> WHAT THE TASK ASKS: Please report how many lines below contain "struct", writing nothing except the number.

> DATA EXTRACT:

● ● ● ● ● ● ●

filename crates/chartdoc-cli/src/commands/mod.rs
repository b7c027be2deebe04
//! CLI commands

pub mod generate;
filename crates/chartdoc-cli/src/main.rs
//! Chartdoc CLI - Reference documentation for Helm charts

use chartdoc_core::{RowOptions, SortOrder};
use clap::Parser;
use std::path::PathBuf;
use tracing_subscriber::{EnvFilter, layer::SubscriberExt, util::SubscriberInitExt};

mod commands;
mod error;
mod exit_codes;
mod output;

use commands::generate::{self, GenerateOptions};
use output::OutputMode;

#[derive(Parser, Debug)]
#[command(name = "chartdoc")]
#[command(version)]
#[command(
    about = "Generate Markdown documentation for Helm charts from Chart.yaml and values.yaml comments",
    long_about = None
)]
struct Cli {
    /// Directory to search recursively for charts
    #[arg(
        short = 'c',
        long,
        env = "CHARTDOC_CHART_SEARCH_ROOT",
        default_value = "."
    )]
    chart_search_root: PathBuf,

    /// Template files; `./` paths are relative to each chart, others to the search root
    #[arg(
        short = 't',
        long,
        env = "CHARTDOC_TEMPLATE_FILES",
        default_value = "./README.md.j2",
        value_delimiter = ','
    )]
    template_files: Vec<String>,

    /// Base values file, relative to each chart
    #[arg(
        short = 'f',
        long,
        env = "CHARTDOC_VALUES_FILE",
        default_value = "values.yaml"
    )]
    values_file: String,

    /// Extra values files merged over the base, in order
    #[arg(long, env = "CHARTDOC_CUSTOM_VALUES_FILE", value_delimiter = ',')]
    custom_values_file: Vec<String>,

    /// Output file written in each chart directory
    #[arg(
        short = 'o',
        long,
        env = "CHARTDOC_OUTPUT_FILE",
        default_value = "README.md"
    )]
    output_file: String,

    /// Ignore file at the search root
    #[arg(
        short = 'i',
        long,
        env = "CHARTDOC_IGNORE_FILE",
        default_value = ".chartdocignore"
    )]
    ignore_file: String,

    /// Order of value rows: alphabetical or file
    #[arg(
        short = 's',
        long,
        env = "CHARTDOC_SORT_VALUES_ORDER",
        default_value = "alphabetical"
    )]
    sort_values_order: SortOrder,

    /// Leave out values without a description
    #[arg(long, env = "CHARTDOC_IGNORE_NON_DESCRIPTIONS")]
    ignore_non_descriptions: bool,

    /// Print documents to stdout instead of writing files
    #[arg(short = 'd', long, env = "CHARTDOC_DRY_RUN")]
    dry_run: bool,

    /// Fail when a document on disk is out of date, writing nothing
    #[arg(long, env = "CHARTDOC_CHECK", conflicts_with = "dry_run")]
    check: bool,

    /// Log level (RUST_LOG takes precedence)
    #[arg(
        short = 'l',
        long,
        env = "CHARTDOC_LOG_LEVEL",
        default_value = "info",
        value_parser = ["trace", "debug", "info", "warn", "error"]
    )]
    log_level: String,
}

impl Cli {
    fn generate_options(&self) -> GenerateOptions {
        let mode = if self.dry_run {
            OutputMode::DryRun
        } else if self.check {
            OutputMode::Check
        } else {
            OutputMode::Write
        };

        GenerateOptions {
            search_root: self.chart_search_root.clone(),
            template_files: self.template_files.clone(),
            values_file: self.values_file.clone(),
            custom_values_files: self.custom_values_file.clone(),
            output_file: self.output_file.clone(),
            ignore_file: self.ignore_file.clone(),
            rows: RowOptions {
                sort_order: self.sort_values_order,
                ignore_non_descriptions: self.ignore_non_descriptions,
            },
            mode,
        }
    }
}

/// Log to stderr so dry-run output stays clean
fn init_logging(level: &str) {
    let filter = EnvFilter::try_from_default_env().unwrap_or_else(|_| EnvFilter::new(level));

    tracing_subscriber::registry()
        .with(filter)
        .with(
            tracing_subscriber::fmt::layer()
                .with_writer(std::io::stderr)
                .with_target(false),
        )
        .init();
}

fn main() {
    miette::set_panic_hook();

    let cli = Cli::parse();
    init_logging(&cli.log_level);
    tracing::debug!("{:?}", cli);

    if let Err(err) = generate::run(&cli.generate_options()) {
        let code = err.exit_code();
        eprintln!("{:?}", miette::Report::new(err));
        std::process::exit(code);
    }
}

● ● ● ● ● ● ●

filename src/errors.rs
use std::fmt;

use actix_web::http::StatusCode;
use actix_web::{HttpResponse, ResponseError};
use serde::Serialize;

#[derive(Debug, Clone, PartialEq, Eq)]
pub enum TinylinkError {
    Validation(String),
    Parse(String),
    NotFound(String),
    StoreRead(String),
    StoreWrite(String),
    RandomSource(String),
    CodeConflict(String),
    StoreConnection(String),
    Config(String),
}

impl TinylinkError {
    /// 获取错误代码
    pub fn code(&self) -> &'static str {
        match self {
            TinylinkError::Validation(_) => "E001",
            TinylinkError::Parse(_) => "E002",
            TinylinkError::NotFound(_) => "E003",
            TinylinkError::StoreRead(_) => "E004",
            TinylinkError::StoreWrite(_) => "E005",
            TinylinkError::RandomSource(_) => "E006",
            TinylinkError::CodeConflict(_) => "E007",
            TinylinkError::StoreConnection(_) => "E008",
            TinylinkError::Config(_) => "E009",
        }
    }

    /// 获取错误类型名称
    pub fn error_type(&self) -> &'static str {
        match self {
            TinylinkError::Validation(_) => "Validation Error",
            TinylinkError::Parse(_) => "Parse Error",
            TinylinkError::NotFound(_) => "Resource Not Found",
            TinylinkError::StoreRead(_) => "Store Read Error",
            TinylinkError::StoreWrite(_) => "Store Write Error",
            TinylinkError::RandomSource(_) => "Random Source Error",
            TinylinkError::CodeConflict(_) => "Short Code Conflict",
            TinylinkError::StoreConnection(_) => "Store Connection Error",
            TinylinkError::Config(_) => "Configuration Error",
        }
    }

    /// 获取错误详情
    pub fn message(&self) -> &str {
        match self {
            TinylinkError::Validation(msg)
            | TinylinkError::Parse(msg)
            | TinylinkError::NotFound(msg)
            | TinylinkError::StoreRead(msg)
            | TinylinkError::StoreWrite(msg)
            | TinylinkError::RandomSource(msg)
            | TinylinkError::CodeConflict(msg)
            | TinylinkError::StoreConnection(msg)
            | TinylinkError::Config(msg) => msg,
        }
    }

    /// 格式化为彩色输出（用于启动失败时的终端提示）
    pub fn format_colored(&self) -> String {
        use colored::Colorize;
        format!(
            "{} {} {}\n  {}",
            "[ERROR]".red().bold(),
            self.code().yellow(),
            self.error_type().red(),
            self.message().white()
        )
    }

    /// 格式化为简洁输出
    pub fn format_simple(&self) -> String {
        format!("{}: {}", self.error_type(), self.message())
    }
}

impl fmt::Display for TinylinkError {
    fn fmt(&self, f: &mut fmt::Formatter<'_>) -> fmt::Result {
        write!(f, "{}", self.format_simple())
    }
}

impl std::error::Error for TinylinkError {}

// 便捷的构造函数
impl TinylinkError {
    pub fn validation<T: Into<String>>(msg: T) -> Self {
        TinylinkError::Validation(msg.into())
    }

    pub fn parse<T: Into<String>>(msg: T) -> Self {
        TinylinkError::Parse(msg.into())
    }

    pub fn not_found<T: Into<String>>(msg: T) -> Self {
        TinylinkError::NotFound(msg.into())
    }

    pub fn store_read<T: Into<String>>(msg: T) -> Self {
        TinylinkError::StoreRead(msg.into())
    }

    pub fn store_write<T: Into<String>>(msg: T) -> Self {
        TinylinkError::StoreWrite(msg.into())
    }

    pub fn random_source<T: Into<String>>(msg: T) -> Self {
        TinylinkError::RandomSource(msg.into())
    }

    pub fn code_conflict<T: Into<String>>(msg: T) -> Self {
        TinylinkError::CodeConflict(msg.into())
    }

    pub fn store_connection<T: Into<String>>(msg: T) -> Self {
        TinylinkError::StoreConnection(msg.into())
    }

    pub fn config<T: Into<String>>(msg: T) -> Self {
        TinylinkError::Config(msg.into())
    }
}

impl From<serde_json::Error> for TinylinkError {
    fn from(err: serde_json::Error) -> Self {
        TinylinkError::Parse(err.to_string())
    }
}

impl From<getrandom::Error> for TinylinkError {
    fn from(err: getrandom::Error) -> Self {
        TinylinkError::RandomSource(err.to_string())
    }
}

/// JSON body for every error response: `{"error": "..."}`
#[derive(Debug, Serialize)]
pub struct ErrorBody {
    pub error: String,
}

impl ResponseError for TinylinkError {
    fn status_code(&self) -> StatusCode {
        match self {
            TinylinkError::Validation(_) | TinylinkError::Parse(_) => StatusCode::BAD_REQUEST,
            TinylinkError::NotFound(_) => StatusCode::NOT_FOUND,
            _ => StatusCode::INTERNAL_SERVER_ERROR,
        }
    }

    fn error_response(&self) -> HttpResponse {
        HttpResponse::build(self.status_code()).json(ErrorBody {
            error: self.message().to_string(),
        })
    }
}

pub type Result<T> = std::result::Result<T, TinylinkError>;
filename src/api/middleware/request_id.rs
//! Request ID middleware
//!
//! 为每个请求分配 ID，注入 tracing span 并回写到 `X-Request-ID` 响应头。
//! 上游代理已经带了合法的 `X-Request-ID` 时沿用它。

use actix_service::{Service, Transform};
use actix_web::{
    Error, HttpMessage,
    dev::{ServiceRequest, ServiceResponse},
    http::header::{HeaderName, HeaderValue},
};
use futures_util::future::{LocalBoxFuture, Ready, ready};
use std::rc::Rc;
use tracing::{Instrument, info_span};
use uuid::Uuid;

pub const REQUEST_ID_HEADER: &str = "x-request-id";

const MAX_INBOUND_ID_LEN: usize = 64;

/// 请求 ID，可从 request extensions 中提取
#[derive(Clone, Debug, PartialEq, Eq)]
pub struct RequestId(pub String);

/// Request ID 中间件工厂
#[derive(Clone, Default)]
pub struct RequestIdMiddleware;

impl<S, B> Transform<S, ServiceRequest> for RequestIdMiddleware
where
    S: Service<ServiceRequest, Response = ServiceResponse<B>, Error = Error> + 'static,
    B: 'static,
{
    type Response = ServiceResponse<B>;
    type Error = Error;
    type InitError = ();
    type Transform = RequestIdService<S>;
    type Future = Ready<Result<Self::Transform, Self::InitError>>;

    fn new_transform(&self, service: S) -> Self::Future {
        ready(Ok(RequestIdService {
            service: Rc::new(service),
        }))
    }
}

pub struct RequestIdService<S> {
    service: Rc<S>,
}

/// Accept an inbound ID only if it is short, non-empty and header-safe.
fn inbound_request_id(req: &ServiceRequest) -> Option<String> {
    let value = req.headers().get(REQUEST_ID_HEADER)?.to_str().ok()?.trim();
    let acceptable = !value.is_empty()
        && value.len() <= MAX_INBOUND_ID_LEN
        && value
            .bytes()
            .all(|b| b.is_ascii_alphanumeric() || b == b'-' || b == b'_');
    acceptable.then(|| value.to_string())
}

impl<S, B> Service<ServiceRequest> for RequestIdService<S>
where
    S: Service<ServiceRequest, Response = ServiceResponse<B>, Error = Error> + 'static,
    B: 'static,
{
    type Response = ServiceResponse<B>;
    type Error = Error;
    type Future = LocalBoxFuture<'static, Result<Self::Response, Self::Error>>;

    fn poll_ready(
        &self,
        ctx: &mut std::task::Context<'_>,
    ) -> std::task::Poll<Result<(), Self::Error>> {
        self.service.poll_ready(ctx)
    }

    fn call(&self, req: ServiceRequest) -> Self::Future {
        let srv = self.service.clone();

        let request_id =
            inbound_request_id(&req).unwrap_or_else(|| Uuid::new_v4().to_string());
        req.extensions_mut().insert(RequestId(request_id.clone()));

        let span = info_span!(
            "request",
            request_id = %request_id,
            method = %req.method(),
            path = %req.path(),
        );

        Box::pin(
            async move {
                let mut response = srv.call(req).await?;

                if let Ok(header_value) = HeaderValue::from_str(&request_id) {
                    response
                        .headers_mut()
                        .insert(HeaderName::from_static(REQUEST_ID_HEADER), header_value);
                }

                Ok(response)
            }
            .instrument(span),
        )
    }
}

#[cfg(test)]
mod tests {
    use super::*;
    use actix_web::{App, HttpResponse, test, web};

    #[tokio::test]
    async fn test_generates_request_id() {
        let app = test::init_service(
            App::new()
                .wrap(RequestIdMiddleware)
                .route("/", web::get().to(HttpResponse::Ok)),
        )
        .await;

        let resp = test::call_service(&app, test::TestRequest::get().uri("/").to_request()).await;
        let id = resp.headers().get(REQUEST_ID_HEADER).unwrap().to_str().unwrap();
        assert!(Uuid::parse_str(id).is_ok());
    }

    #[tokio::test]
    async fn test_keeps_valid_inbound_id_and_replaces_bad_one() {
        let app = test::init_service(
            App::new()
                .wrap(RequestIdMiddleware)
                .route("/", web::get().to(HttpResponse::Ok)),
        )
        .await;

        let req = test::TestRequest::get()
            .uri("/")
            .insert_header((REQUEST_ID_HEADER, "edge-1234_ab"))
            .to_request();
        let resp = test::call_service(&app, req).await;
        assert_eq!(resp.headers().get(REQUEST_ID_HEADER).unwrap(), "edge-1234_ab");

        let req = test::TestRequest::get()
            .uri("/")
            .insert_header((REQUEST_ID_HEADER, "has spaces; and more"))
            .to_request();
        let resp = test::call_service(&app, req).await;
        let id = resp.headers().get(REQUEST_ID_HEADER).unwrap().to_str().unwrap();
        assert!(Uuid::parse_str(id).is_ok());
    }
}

● ● ● ● ● ● ●

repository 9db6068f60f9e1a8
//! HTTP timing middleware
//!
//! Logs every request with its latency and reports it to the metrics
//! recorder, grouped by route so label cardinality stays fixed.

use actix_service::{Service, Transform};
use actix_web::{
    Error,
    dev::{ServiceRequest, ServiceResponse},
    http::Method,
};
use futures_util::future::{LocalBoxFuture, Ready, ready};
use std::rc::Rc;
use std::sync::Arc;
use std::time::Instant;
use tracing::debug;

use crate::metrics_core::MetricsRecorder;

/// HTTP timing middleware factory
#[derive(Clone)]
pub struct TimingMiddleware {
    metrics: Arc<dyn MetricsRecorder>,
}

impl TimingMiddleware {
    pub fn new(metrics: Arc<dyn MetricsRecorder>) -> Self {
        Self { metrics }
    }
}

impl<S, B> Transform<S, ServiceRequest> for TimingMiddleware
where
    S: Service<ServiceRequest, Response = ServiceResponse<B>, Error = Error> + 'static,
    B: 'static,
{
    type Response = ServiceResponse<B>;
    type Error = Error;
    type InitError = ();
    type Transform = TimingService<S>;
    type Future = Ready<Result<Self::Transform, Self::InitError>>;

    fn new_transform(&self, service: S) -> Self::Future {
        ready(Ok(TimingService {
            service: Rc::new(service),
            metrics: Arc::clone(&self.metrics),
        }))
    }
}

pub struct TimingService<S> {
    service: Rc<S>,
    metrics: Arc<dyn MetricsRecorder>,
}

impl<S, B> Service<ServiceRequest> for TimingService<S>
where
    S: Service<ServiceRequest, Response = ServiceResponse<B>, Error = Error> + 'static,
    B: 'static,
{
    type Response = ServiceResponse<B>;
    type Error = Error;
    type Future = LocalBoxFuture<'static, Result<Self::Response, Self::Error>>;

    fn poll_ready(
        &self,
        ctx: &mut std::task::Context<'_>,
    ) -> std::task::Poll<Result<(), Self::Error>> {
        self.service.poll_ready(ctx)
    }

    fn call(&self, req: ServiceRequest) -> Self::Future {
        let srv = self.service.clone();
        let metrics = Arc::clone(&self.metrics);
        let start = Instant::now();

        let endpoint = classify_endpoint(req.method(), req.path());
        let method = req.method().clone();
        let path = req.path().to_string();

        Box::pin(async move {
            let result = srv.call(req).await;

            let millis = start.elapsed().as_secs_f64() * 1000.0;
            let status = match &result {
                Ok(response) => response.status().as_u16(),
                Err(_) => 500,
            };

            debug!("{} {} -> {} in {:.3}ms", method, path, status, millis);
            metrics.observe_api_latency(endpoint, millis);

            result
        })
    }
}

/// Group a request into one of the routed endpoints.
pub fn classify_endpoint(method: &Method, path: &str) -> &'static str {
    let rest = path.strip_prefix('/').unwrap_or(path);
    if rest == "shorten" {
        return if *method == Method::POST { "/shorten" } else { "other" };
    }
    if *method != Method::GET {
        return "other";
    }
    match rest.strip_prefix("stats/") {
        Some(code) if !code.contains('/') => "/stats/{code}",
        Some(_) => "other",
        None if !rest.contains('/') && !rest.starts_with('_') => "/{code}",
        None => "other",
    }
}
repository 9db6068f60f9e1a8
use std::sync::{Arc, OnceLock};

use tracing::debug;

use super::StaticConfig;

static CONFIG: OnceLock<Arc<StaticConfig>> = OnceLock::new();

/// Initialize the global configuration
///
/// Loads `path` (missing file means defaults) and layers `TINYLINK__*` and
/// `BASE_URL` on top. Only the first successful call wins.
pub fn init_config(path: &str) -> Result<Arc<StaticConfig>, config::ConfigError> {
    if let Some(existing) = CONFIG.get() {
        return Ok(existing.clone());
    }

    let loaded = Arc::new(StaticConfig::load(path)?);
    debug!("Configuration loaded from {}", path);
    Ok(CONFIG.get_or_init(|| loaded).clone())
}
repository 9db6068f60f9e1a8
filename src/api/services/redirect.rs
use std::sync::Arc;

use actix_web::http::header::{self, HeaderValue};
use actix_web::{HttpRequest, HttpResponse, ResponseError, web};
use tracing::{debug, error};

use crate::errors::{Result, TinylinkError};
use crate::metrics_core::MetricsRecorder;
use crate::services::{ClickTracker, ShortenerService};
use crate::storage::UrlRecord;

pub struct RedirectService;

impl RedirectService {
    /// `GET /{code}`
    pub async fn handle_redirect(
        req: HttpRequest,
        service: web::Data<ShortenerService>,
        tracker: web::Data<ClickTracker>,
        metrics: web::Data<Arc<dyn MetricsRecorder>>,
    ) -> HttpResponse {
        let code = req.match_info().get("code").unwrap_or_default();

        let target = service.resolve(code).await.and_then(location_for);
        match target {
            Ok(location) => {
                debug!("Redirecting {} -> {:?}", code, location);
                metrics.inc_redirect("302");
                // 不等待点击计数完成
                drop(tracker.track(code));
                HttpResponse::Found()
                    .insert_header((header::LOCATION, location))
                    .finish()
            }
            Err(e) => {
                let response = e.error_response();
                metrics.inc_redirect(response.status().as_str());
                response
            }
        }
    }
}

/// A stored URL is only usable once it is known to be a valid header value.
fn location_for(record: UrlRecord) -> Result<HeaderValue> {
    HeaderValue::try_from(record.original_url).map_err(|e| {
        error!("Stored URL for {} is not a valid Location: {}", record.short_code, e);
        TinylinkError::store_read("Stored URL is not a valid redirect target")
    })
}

● ● ● ● ● ● ●

> ANSWER FOR THE TASK: 8